Recordando a sessão sinodal realizada em Roma, Bento XVI lembrou que esta permitiu alargar o horizonte a todo o Médio Oriente, onde convivem fiéis pertencentes a diferentes religiões e mesmo a múltiplas tradições e ritos distintos. Neste contexto, referiu um crescendo de tensões e divisões:

“Nas convulsões dos últimos anos, ficou abalada a situação de partilha, cresceram tensões e divisões, de tal modo que somos testemunhas com temor de actos de violência em que já não se respeita o que é sagrado para o outro, e em que vêm a faltar as mais elementares regras de humanidade. Na situação actual , os cristãos são a minoria mais oprimida e atormentada. Ao longo de séculos tinham convivido pacificamente com os seus vizinhos judeus e muçulmanos”.

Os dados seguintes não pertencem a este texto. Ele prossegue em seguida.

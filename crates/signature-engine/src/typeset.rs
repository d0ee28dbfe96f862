//! Typed signature rendering
//!
//! A typed name is typeset by Typst on a transparent page the size of the
//! typed-signature canvas and rasterized to PNG, so typed signatures reach
//! the stamper as ordinary raster images. Only the fonts bundled with
//! `typst-assets` are used, which keeps output identical across hosts.

use std::sync::OnceLock;

use chrono::{DateTime, Datelike, Timelike, Utc};
use tracing::{debug, info, warn};
use typst::diag::{FileError, FileResult, SourceDiagnostic};
use typst::foundations::{Bytes, Datetime, Dict, Value};
use typst::syntax::{FileId, Source, VirtualPath};
use typst::text::{Font, FontBook};
use typst::utils::LazyHash;
use typst::{Library, World};

use crate::capture::{Rgb, SignatureFont};
use crate::error::{Result, SigningError};

static FONT_CACHE: OnceLock<FontCache> = OnceLock::new();

fn font_cache() -> &'static FontCache {
    FONT_CACHE.get_or_init(FontCache::embedded)
}

/// Fonts bundled with `typst-assets`, loaded once per process
struct FontCache {
    book: LazyHash<FontBook>,
    fonts: Vec<Font>,
}

impl FontCache {
    fn embedded() -> Self {
        let mut book = FontBook::new();
        let mut fonts = Vec::new();
        for data in typst_assets::fonts() {
            for font in Font::iter(Bytes::from_static(data)) {
                book.push(font.info().clone());
                fonts.push(font);
            }
        }
        info!("Font cache initialized with {} fonts", fonts.len());
        Self {
            book: LazyHash::new(book),
            fonts,
        }
    }
}

/// The bundled face a [`SignatureFont`] is set in
#[derive(Debug, Clone, Copy, PartialEq, Eq)]
pub struct Typeface {
    pub family: &'static str,
    pub italic: bool,
    pub weight: &'static str,
}

impl SignatureFont {
    pub fn typeface(&self) -> Typeface {
        let (family, italic, weight) = match self {
            SignatureFont::Script => ("Libertinus Serif", true, "regular"),
            SignatureFont::Handwritten => ("New Computer Modern", true, "regular"),
            SignatureFont::Formal => ("Libertinus Serif", false, "semibold"),
            SignatureFont::Professional => ("New Computer Modern", false, "regular"),
            SignatureFont::Elegant => ("Libertinus Serif", true, "semibold"),
        };
        Typeface {
            family,
            italic,
            weight,
        }
    }
}

/// What to typeset and on how large a canvas
pub(crate) struct TypedLayout<'a> {
    pub name: &'a str,
    pub font: SignatureFont,
    pub color: Rgb,
    pub width: u32,
    pub height: u32,
    pub font_size: f64,
}

/// Rendered PNG plus its pixel dimensions
pub(crate) struct RenderedName {
    pub png: Vec<u8>,
    pub width: u32,
    pub height: u32,
}

/// Single-file world; the name travels through `sys.inputs` and is never
/// spliced into markup.
struct SignatureWorld {
    main: Source,
    library: LazyHash<Library>,
    fonts: &'static FontCache,
    time: DateTime<Utc>,
}

impl SignatureWorld {
    fn new(layout: &TypedLayout<'_>) -> Self {
        let mut inputs = Dict::new();
        inputs.insert("name".into(), Value::Str(layout.name.into()));
        let library = Library::builder().with_inputs(inputs).build();

        let id = FileId::new(None, VirtualPath::new("/signature.typ"));
        Self {
            main: Source::new(id, markup(layout)),
            library: LazyHash::new(library),
            fonts: font_cache(),
            time: Utc::now(),
        }
    }
}

impl World for SignatureWorld {
    fn library(&self) -> &LazyHash<Library> {
        &self.library
    }

    fn book(&self) -> &LazyHash<FontBook> {
        &self.fonts.book
    }

    fn main(&self) -> FileId {
        self.main.id()
    }

    fn source(&self, id: FileId) -> FileResult<Source> {
        if id == self.main.id() {
            Ok(self.main.clone())
        } else {
            Err(FileError::NotFound(id.vpath().as_rootless_path().into()))
        }
    }

    fn file(&self, id: FileId) -> FileResult<Bytes> {
        Err(FileError::NotFound(id.vpath().as_rootless_path().into()))
    }

    fn font(&self, index: usize) -> Option<Font> {
        self.fonts.fonts.get(index).cloned()
    }

    fn today(&self, offset: Option<i64>) -> Option<Datetime> {
        let adjusted = self.time + chrono::Duration::hours(offset.unwrap_or(0));
        Datetime::from_ymd_hms(
            adjusted.year(),
            adjusted.month() as u8,
            adjusted.day() as u8,
            adjusted.hour() as u8,
            adjusted.minute() as u8,
            adjusted.second() as u8,
        )
    }
}

fn markup(layout: &TypedLayout<'_>) -> String {
    let face = layout.font.typeface();
    format!(
        concat!(
            "#set page(width: {w}pt, height: {h}pt, margin: 0pt, fill: none)\n",
            "#set text(font: \"{family}\", style: \"{style}\", weight: \"{weight}\", ",
            "size: {size}pt, fill: rgb(\"{fill}\"))\n",
            "#align(center + horizon, text(sys.inputs.name))\n",
        ),
        w = layout.width,
        h = layout.height,
        family = face.family,
        style = if face.italic { "italic" } else { "normal" },
        weight = face.weight,
        size = layout.font_size,
        fill = layout.color.to_hex(),
    )
}

fn diagnostics(diags: &[SourceDiagnostic]) -> String {
    diags
        .iter()
        .map(|d| d.message.to_string())
        .collect::<Vec<_>>()
        .join("; ")
}

/// Typeset `layout.name` and rasterize the first page at one pixel per point
pub(crate) fn render_name(layout: &TypedLayout<'_>) -> Result<RenderedName> {
    let world = SignatureWorld::new(layout);
    let warned = typst::compile(&world);
    if !warned.warnings.is_empty() {
        warn!(warnings = %diagnostics(&warned.warnings), "typed signature compiled with warnings");
    }
    let document = warned
        .output
        .map_err(|errors| SigningError::Image(format!("typeset failed: {}", diagnostics(&errors))))?;
    let page = document
        .pages
        .first()
        .ok_or_else(|| SigningError::Image("typeset produced no pages".to_string()))?;

    let pixmap = typst_render::render(page, 1.0);
    let png = pixmap
        .encode_png()
        .map_err(|e| SigningError::Image(format!("PNG encoding failed: {}", e)))?;

    debug!(width = pixmap.width(), height = pixmap.height(), "rendered typed signature");
    Ok(RenderedName {
        png,
        width: pixmap.width(),
        height: pixmap.height(),
    })
}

“Tendo por base o espírito da fé e da racionalidade – observou o Papa – o Sínodo desenvolveu um grande conceito de diálogo, de perdão e de acolhimento recíproco, conceito que agora queremos gritar ao mundo”:

“O ser humano é um só, uma só é a humanidade. Aquilo que em qualquer lugar se faz contra o homem, acaba por ferir a todos. Assim as palavras e os pensamentos do Sínodo devem ser um forte grito dirigido a todas as pessoas com responsabilidade política ou religiosa para que detenham a cristão-fobia; para que se levantem em defesa dos prófugos e dos que sofrem; e para que revitalizem o espírito da reconciliação.
Em última análise, o restabelecimento só pode vir de uma fé profunda no amor reconciliador de Deus. Dar força a esta fé, alimentá-la e fazê-la resplandecer é a principal tarefa da Igreja nesta hora”.

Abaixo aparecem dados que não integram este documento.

//! Pointer interaction with placed signatures
//!
//! Selection, drag and resize of annotations on the visible page. Geometry
//! is previewed while the pointer moves and written to the
//! [`AnnotationStore`] once, when the pointer is released.

use tracing::debug;

use crate::config::OverlayConfig;
use crate::geometry::{Geometry, Point, RenderSize};
use crate::store::AnnotationStore;

/// An in-progress drag or resize
#[derive(Debug, Clone, PartialEq)]
pub struct Gesture {
    pub page: u32,
    pub start_pointer: Point,
    pub start_geometry: Geometry,
    /// Latest clamped preview
    pub current: Geometry,
}

impl Gesture {
    fn new(page: u32, start_pointer: Point, start_geometry: Geometry) -> Self {
        Self {
            page,
            start_pointer,
            start_geometry,
            current: start_geometry,
        }
    }
}

#[derive(Debug, Clone, PartialEq)]
pub enum InteractionState {
    Idle,
    Selected(String),
    Dragging(String, Gesture),
    Resizing(String, Gesture),
}

#[derive(Debug, Clone, Copy, PartialEq, Eq)]
pub enum GestureKind {
    Drag,
    Resize,
}

/// Geometry written to the store at the end of a gesture
#[derive(Debug, Clone, PartialEq)]
pub struct Commit {
    pub id: String,
    pub page: u32,
    pub geometry: Geometry,
    pub kind: GestureKind,
}

/// What the pointer landed on
#[derive(Debug, Clone, PartialEq)]
enum Hit {
    Handle(String, Geometry),
    Body(String, Geometry),
    Background,
}

#[derive(Debug, Clone)]
pub struct OverlayInteraction {
    config: OverlayConfig,
    state: InteractionState,
}

impl Default for OverlayInteraction {
    fn default() -> Self {
        Self::new(OverlayConfig::default())
    }
}

impl OverlayInteraction {
    pub fn new(config: OverlayConfig) -> Self {
        Self {
            config,
            state: InteractionState::Idle,
        }
    }

    pub fn state(&self) -> &InteractionState {
        &self.state
    }

    /// Id of the annotation being selected, dragged or resized
    pub fn selected(&self) -> Option<&str> {
        match &self.state {
            InteractionState::Idle => None,
            InteractionState::Selected(id)
            | InteractionState::Dragging(id, _)
            | InteractionState::Resizing(id, _) => Some(id),
        }
    }

    /// Select an annotation; unknown ids leave the state unchanged
    pub fn select(&mut self, store: &AnnotationStore, id: &str) -> bool {
        if store.get(id).is_none() {
            return false;
        }
        self.state = InteractionState::Selected(id.to_string());
        true
    }

    pub fn deselect(&mut self) {
        self.state = InteractionState::Idle;
    }

    pub fn pointer_down(
        &mut self,
        store: &AnnotationStore,
        page: u32,
        point: Point,
    ) -> &InteractionState {
        // A press without a release in between abandons the old gesture.
        self.cancel_gesture();

        let hit = self.hit_test(store, page, point);
        let next = match (&self.state, hit) {
            (InteractionState::Selected(selected), Hit::Handle(id, geometry)) if *selected == id => {
                InteractionState::Resizing(id, Gesture::new(page, point, geometry))
            }
            (InteractionState::Selected(selected), Hit::Body(id, geometry)) if *selected == id => {
                InteractionState::Dragging(id, Gesture::new(page, point, geometry))
            }
            (_, Hit::Handle(id, _)) | (_, Hit::Body(id, _)) => InteractionState::Selected(id),
            (_, Hit::Background) => InteractionState::Idle,
        };
        self.state = next;
        &self.state
    }

    /// Update the preview of the current gesture, clamped to the page.
    ///
    /// Returns `None` when no gesture is in progress.
    pub fn pointer_move(&mut self, point: Point, page_bounds: RenderSize) -> Option<Geometry> {
        let config = &self.config;
        match &mut self.state {
            InteractionState::Dragging(_, gesture) => {
                gesture.current = drag_geometry(gesture, point, page_bounds);
                Some(gesture.current)
            }
            InteractionState::Resizing(_, gesture) => {
                gesture.current = resize_geometry(gesture, point, page_bounds, config);
                Some(gesture.current)
            }
            InteractionState::Idle | InteractionState::Selected(_) => None,
        }
    }

    /// Finish the current gesture and commit its geometry to the store.
    ///
    /// Without page bounds the last preview is committed as is.
    pub fn pointer_up(
        &mut self,
        store: &mut AnnotationStore,
        page_bounds: Option<RenderSize>,
    ) -> Option<Commit> {
        let state = std::mem::replace(&mut self.state, InteractionState::Idle);
        let (id, gesture, kind) = match state {
            InteractionState::Dragging(id, gesture) => (id, gesture, GestureKind::Drag),
            InteractionState::Resizing(id, gesture) => (id, gesture, GestureKind::Resize),
            other => {
                self.state = other;
                return None;
            }
        };

        let geometry = match page_bounds.filter(RenderSize::is_usable) {
            Some(bounds) => gesture.current.clamp_within(bounds),
            None => gesture.current,
        };
        if !store.update_geometry(&id, geometry) {
            debug!(id = %id, "gesture target disappeared");
            return None;
        }

        debug!(id = %id, kind = ?kind, "committed gesture");
        self.state = InteractionState::Selected(id.clone());
        Some(Commit {
            id,
            page: gesture.page,
            geometry,
            kind,
        })
    }

    /// Drop an in-progress gesture without committing it
    pub fn cancel_gesture(&mut self) {
        if let InteractionState::Dragging(id, _) | InteractionState::Resizing(id, _) = &self.state {
            self.state = InteractionState::Selected(id.clone());
        }
    }

    /// Remove an annotation; valid in any state and always ends in `Idle`
    pub fn delete(&mut self, store: &mut AnnotationStore, id: &str) -> bool {
        self.state = InteractionState::Idle;
        store.remove(id)
    }

    fn handle_bounds(&self, geometry: &Geometry) -> Geometry {
        let size = self
            .config
            .handle_size
            .min(geometry.width)
            .min(geometry.height);
        Geometry::new(geometry.right() - size, geometry.bottom() - size, size, size)
    }

    fn hit_test(&self, store: &AnnotationStore, page: u32, point: Point) -> Hit {
        let on_page = store.on_page(page);

        if let Some(selected) = self.selected() {
            if let Some(annotation) = on_page.iter().find(|a| a.id == selected) {
                if self.handle_bounds(&annotation.geometry).contains(point) {
                    return Hit::Handle(annotation.id.clone(), annotation.geometry);
                }
                if annotation.geometry.contains(point) {
                    return Hit::Body(annotation.id.clone(), annotation.geometry);
                }
            }
        }

        // Later placements render on top.
        on_page
            .iter()
            .rev()
            .find(|a| a.geometry.contains(point))
            .map(|a| Hit::Body(a.id.clone(), a.geometry))
            .unwrap_or(Hit::Background)
    }
}

fn drag_geometry(gesture: &Gesture, point: Point, bounds: RenderSize) -> Geometry {
    let start = gesture.start_geometry;
    let moved = Geometry::new(
        start.x + (point.x - gesture.start_pointer.x),
        start.y + (point.y - gesture.start_pointer.y),
        start.width,
        start.height,
    );
    moved.clamp_within(bounds)
}

/// Resize from the bottom-right corner keeping the starting aspect ratio.
/// Minimum sizes give way to the page bounds when both cannot hold.
fn resize_geometry(
    gesture: &Gesture,
    point: Point,
    bounds: RenderSize,
    config: &OverlayConfig,
) -> Geometry {
    let start = gesture.start_geometry.clamp_within(bounds);
    let aspect = gesture.start_geometry.aspect_ratio();

    let desired = start.width + (point.x - gesture.start_pointer.x);
    let floor = config.min_width.max(config.min_height * aspect);
    let cap = (bounds.width - start.x).min((bounds.height - start.y) * aspect);

    let width = desired.max(floor).min(cap);
    Geometry::new(start.x, start.y, width, width / aspect)
}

Passando finalmente à “inesquecível viagem” ao Reino Unido, Bento XVI deteve-se em dois momentos: o encontro com o mundo da cultura, no Westminster Hall, e a beatificação do cardeal John Henry Newman.

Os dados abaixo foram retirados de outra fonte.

//! Engine configuration
//!
//! Every value has a default matching the signing view's behaviour, so an
//! empty TOML document is a valid configuration. Hosts override individual
//! sections:
//!
//! ```toml
//! [placement]
//! default_width = 240.0
//!
//! [detection]
//! keywords = ["signature", "sign here"]
//! ```

use anyhow::Context;
use serde::{Deserialize, Serialize};
use std::fs;
use std::path::Path;

use crate::geometry::Geometry;

/// Top-level configuration loaded from TOML
#[derive(Debug, Clone, Default, PartialEq, Serialize, Deserialize)]
pub struct EngineConfig {
    #[serde(default)]
    pub placement: PlacementConfig,
    #[serde(default)]
    pub overlay: OverlayConfig,
    #[serde(default)]
    pub capture: CaptureConfig,
    #[serde(default)]
    pub detection: DetectionConfig,
    #[serde(default)]
    pub fallback: FallbackPlacement,
}

impl EngineConfig {
    /// Load configuration from a TOML file
    ///
    /// # Errors
    ///
    /// Returns an error if the file cannot be read or the TOML is malformed
    pub fn from_file<P: AsRef<Path>>(path: P) -> anyhow::Result<Self> {
        let path = path.as_ref();
        let content = fs::read_to_string(path)
            .with_context(|| format!("Failed to read config file: {}", path.display()))?;
        Self::from_str(&content)
    }

    /// Parse configuration from a TOML string
    #[allow(clippy::should_implement_trait)]
    pub fn from_str(s: &str) -> anyhow::Result<Self> {
        let config: EngineConfig =
            toml::from_str(s).context("Failed to parse TOML configuration")?;
        config.validate()?;
        Ok(config)
    }

    fn validate(&self) -> anyhow::Result<()> {
        if !self.placement.default_geometry().is_valid() {
            anyhow::bail!("placement: default size must be positive");
        }
        let overlay = &self.overlay;
        if !(overlay.min_width > 0.0 && overlay.min_height > 0.0) {
            anyhow::bail!("overlay: minimum size must be positive");
        }
        if !(overlay.handle_size > 0.0 && overlay.handle_size.is_finite()) {
            anyhow::bail!("overlay: handle size must be positive");
        }
        if self.capture.typed_width == 0 || self.capture.typed_height == 0 {
            anyhow::bail!("capture: typed canvas must not be empty");
        }
        if !(self.capture.typed_font_size > 0.0 && self.capture.typed_font_size.is_finite()) {
            anyhow::bail!("capture: typed font size must be positive");
        }
        if self.capture.max_canvas_pixels == 0 {
            anyhow::bail!("capture: canvas pixel limit must be positive");
        }
        if self.detection.keywords.iter().all(|k| k.trim().is_empty()) {
            anyhow::bail!("detection: at least one keyword is required");
        }
        Ok(())
    }
}

/// Where a freshly placed signature lands on the visible page
#[derive(Debug, Clone, PartialEq, Serialize, Deserialize)]
pub struct PlacementConfig {
    #[serde(default = "default_placement_x")]
    pub default_x: f64,
    #[serde(default = "default_placement_y")]
    pub default_y: f64,
    #[serde(default = "default_placement_width")]
    pub default_width: f64,
    #[serde(default = "default_placement_height")]
    pub default_height: f64,
}

impl PlacementConfig {
    pub fn default_geometry(&self) -> Geometry {
        Geometry::new(
            self.default_x,
            self.default_y,
            self.default_width,
            self.default_height,
        )
    }
}

impl Default for PlacementConfig {
    fn default() -> Self {
        Self {
            default_x: default_placement_x(),
            default_y: default_placement_y(),
            default_width: default_placement_width(),
            default_height: default_placement_height(),
        }
    }
}

fn default_placement_x() -> f64 {
    100.0
}

fn default_placement_y() -> f64 {
    100.0
}

fn default_placement_width() -> f64 {
    200.0
}

fn default_placement_height() -> f64 {
    75.0
}

/// Drag and resize constraints
#[derive(Debug, Clone, PartialEq, Serialize, Deserialize)]
pub struct OverlayConfig {
    #[serde(default = "default_min_width")]
    pub min_width: f64,
    #[serde(default = "default_min_height")]
    pub min_height: f64,
    /// Side of the square resize handle anchored at the bottom-right corner
    #[serde(default = "default_handle_size")]
    pub handle_size: f64,
}

impl Default for OverlayConfig {
    fn default() -> Self {
        Self {
            min_width: default_min_width(),
            min_height: default_min_height(),
            handle_size: default_handle_size(),
        }
    }
}

fn default_min_width() -> f64 {
    50.0
}

fn default_min_height() -> f64 {
    20.0
}

fn default_handle_size() -> f64 {
    16.0
}

/// Signature capture settings
#[derive(Debug, Clone, PartialEq, Serialize, Deserialize)]
pub struct CaptureConfig {
    /// Typed signature canvas, in logical pixels
    #[serde(default = "default_typed_width")]
    pub typed_width: u32,
    #[serde(default = "default_typed_height")]
    pub typed_height: u32,
    #[serde(default = "default_typed_font_size")]
    pub typed_font_size: f64,
    #[serde(default = "default_allowed_upload_types")]
    pub allowed_upload_types: Vec<String>,
    /// Upper bound on a drawn signature's backing store, in device pixels
    #[serde(default = "default_max_canvas_pixels")]
    pub max_canvas_pixels: u64,
}

impl Default for CaptureConfig {
    fn default() -> Self {
        Self {
            typed_width: default_typed_width(),
            typed_height: default_typed_height(),
            typed_font_size: default_typed_font_size(),
            allowed_upload_types: default_allowed_upload_types(),
            max_canvas_pixels: default_max_canvas_pixels(),
        }
    }
}

fn default_typed_width() -> u32 {
    400
}

fn default_typed_height() -> u32 {
    150
}

fn default_typed_font_size() -> f64 {
    48.0
}

fn default_allowed_upload_types() -> Vec<String> {
    vec![
        "image/png".to_string(),
        "image/jpeg".to_string(),
        "image/jpg".to_string(),
    ]
}

fn default_max_canvas_pixels() -> u64 {
    4096 * 4096
}

/// Lexical signature field detection
#[derive(Debug, Clone, PartialEq, Serialize, Deserialize)]
pub struct DetectionConfig {
    /// Matched case-insensitively as substrings of each text run
    #[serde(default = "default_keywords")]
    pub keywords: Vec<String>,
    #[serde(default = "default_fallback_width")]
    pub fallback_width: f64,
    #[serde(default = "default_fallback_height")]
    pub fallback_height: f64,
}

impl Default for DetectionConfig {
    fn default() -> Self {
        Self {
            keywords: default_keywords(),
            fallback_width: default_fallback_width(),
            fallback_height: default_fallback_height(),
        }
    }
}

fn default_keywords() -> Vec<String> {
    vec!["signature".to_string()]
}

fn default_fallback_width() -> f64 {
    100.0
}

fn default_fallback_height() -> f64 {
    30.0
}

/// Percentages used when a page's render size is unknown at submission
#[derive(Debug, Clone, Copy, PartialEq, Serialize, Deserialize)]
pub struct FallbackPlacement {
    #[serde(default = "default_fallback_x_percent")]
    pub x_percent: f64,
    #[serde(default = "default_fallback_y_percent")]
    pub y_percent: f64,
    #[serde(default = "default_fallback_width_percent")]
    pub width_percent: f64,
}

impl Default for FallbackPlacement {
    fn default() -> Self {
        Self {
            x_percent: default_fallback_x_percent(),
            y_percent: default_fallback_y_percent(),
            width_percent: default_fallback_width_percent(),
        }
    }
}

fn default_fallback_x_percent() -> f64 {
    20.0
}

fn default_fallback_y_percent() -> f64 {
    70.0
}

fn default_fallback_width_percent() -> f64 {
    25.0
}

#[cfg(test)]
mod tests {
    use super::*;
    use pretty_assertions::assert_eq;

    #[test]
    fn test_empty_document_uses_defaults() {
        let config = EngineConfig::from_str("").unwrap();
        assert_eq!(config, EngineConfig::default());
        assert_eq!(
            config.placement.default_geometry(),
            Geometry::new(100.0, 100.0, 200.0, 75.0)
        );
        assert_eq!(config.detection.keywords, vec!["signature".to_string()]);
        assert_eq!(config.fallback.x_percent, 20.0);
        assert_eq!(config.fallback.y_percent, 70.0);
        assert_eq!(config.fallback.width_percent, 25.0);
    }

    #[test]
    fn test_partial_override() {
        let toml = r#"
            [placement]
            default_width = 240.0

            [detection]
            keywords = ["signature", "sign here"]
        "#;
        let config = EngineConfig::from_str(toml).unwrap();
        assert_eq!(config.placement.default_width, 240.0);
        assert_eq!(config.placement.default_height, 75.0);
        assert_eq!(config.detection.keywords.len(), 2);
        assert_eq!(config.overlay, OverlayConfig::default());
    }

    #[test]
    fn test_rejects_invalid_values() {
        assert!(EngineConfig::from_str("[placement]\ndefault_width = 0.0").is_err());
        assert!(EngineConfig::from_str("[detection]\nkeywords = []").is_err());
        assert!(EngineConfig::from_str("[overlay]\nmin_height = -1.0").is_err());
        assert!(EngineConfig::from_str("not toml at all [").is_err());
    }

    #[test]
    fn test_rejects_nan_and_bad_handle() {
        assert!(EngineConfig::from_str("[overlay]\nmin_width = nan").is_err());
        assert!(EngineConfig::from_str("[overlay]\nmin_height = nan").is_err());
        assert!(EngineConfig::from_str("[overlay]\nhandle_size = 0.0").is_err());
        assert!(EngineConfig::from_str("[overlay]\nhandle_size = nan").is_err());
        assert!(EngineConfig::from_str("[overlay]\nhandle_size = inf").is_err());
        assert!(EngineConfig::from_str("[capture]\ntyped_font_size = nan").is_err());
        assert!(EngineConfig::from_str("[capture]\nmax_canvas_pixels = 0").is_err());

        let config = EngineConfig::from_str("[overlay]\nhandle_size = 24.0").unwrap();
        assert_eq!(config.overlay.handle_size, 24.0);
        assert_eq!(config.capture.max_canvas_pixels, 4096 * 4096);
    }

    #[test]
    fn test_from_file() {
        let dir = tempfile::tempdir().unwrap();
        let path = dir.path().join("engine.toml");
        fs::write(&path, "[capture]\ntyped_font_size = 36.0\n").unwrap();
        let config = EngineConfig::from_file(&path).unwrap();
        assert_eq!(config.capture.typed_font_size, 36.0);

        let missing = EngineConfig::from_file(dir.path().join("missing.toml"));
        assert!(missing.is_err());
    }
}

No primeiro caso – observou – tratou-se de “um encontro em que a consciência da responsabilidade comum neste momento histórico criou uma grande atenção, que, em última análise, se concentrou na questão da verdade e da própria fé”. O Papa recordou a afirmação feita a seu tempo por Alexis de Toccqueville, segundo o qual a democracia foi possível e funcionou na América “porque existia um consenso moral de base que, indo para além das denominações de cada um, a todos unia”. Ora – prosseguiu Bento XVI - “só com tal consenso sobre o essencial é que podem funcionar as constituições e o direito”.
“Este consenso de fundo proveniente do património cristão está em perigo quando, no seu lugar, no lugar da razão moral, se substitui a mera racionalidade finalística, que na verdade constitui uma cegueira da razão em relação ao que é essencial. Combater contra esta cegueira da razão e conservar a sua capacidade de ver o essencial, de ver Deus e o homem, isto é, o que é bom e verdadeiro, é o interesse comum que deve unir todos os homens de boa vontade. Está em jogo o futuro do mundo”.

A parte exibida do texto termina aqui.